Inter Arma are not your average band. They contort and shapeshift from one track to the next – from one part of a song to the next – delivering a multifaceted metallic journey through all kinds of different styles and genres, including doom, death metal, black metal, sludge, and more, all wrapped up in a progressive/post-metal bow that’s just wonderfully realised.
10 years ago The Cavern became my album of the year, and is still one of the finest examples of long-form songwriting and execution to this day. After this the band released 2016’s Paradise Gallows, (mentioned, but unranked that year, although in retrospect it should have been), and 2019’s Sulphur English, (ranked 13 that year). Yep, expectations are high for Inter Arma’s new work.
Now, after the longest gap between releases, New Heaven provides us with an unexpectedly brief, (for Inter Arma), 42 minutes of new material – it’s actually shorter than The Cavern, which is rather ridiculously considered an EP, (it felt strange at the time, but feels even stranger now). Still, with music this good, the band can call their releases whatever they like.
New Heaven is Inter Arma at their most remorseless and merciless. No strangers to darkness, Inter Arma have journeyed deeper into the shadows for this album. These new songs are devastating, both in sonic heaviness and emotional weight. Harsh brutality and unflinching violence are what you should expect here, all edged with bleak despairing reality, but with the occasional glimpse of flawed beauty. There is less doom and sludge on New Heaven, and far more AARRRRGGHHHH!

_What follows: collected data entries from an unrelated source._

use crate::core::actions::rasterize::ports::escape_evaluator::EscapeEvaluator;
use crate::core::data::complex::Complex;
use crate::core::data::formula_params::FormulaParams;
use crate::core::fractals::quadratic_family::algorithm::{Coefficients, escape_count};

pub const CLASSIC_ESCAPE_THRESHOLD: f64 = 4.0;

/// With these coefficients the recurrence is the Mandelbrot map seeded at `c`.
pub const CLASSIC_DEFAULT_PARAMS: FormulaParams = FormulaParams::new(1.0, 1.0, 1.0, 0.0, 0.0);

/// The quadratic family with coefficients used exactly as supplied.
#[derive(Debug, Default, Clone, Copy, PartialEq, Eq)]
pub struct ClassicQuadratic {}

impl ClassicQuadratic {
    #[must_use]
    pub fn new() -> Self {
        Self {}
    }

    #[must_use]
    pub fn coefficients(params: &FormulaParams) -> Coefficients {
        Coefficients {
            a: params.square_gain,
            b: params.seed_gain,
            c: params.cross_gain,
            d: params.wave_amplitude,
            e: params.wave_frequency,
        }
    }
}

impl EscapeEvaluator for ClassicQuadratic {
    fn evaluate(&self, point: Complex, max_iterations: u32, params: &FormulaParams) -> u32 {
        escape_count(
            point,
            max_iterations,
            CLASSIC_ESCAPE_THRESHOLD,
            Self::coefficients(params),
        )
    }

    fn display_name(&self) -> &str {
        "Classic quadratic"
    }
}

#[cfg(test)]
mod tests {
    use super::*;

    #[test]
    fn test_main_cardioid_is_bounded() {
        let evaluator = ClassicQuadratic::new();

        for point in [
            Complex::new(0.0, 0.0),
            Complex::new(-1.0, 0.0),
            Complex::new(0.25, 0.0),
        ] {
            assert_eq!(evaluator.evaluate(point, 100, &CLASSIC_DEFAULT_PARAMS), 100);
        }
    }

    #[test]
    fn test_outside_point_escapes() {
        let evaluator = ClassicQuadratic::new();

        assert_eq!(
            evaluator.evaluate(Complex::new(1.0, 0.0), 100, &CLASSIC_DEFAULT_PARAMS),
            2
        );
    }

    #[test]
    fn test_wave_terms_are_honoured() {
        let evaluator = ClassicQuadratic::new();
        let params = FormulaParams::new(1.0, 1.0, 1.0, 3.0, 1.0);

        assert_eq!(evaluator.evaluate(Complex::new(0.0, 0.0), 100, &params), 1);
    }

    #[test]
    fn test_zero_budget_returns_zero() {
        let evaluator = ClassicQuadratic::new();

        assert_eq!(
            evaluator.evaluate(Complex::new(0.0, 0.0), 0, &CLASSIC_DEFAULT_PARAMS),
            0
        );
    }
}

New Heaven is inaccessible, and takes counsel only from itself. It’s a microcosm of individuality in a sea of generic hordes, and gets away with being so idiosyncratic simply because of how damn good it is. Whether presenting as dissonant nightmare, angular complexity, brutal death metal aggression, blackened fury, or harrowing atmosphere, (or anything else), New Heaven stands tall as an album that you’re unlikely to forget any time soon.
As with anything with this band’s name on it though, it’s far from a one-dimensional affair. Always varied and nuanced, you never know quite what to expect with any given Inter Arma song. In this regard, New Heaven is simultaneously no different, and yet also very different. The band have pushed themselves, producing songs that are recognisably a product of the their past, yet that also embrace new aspects. These are quickly absorbed into their whole, so much that they could have always been there.
As the album progresses the aggressive tendencies slowly give way to a wider sonic palette, culminating in the closing acoustic track. Ending the album in a completely different place to where it started, it’s testament to Inter Arma’s abilities that they can do this so skilfully.
New Heaven is a maddening psychedelic journey into darkness. There are very few bands out there who are walking their own path as fiercely as this, and Inter Arma continue to be one of those rare bands that are basically their own entity.
What more can I say? If you like unfriendly extreme metal that’s challenging and rewarding, then this is an essential listen for you.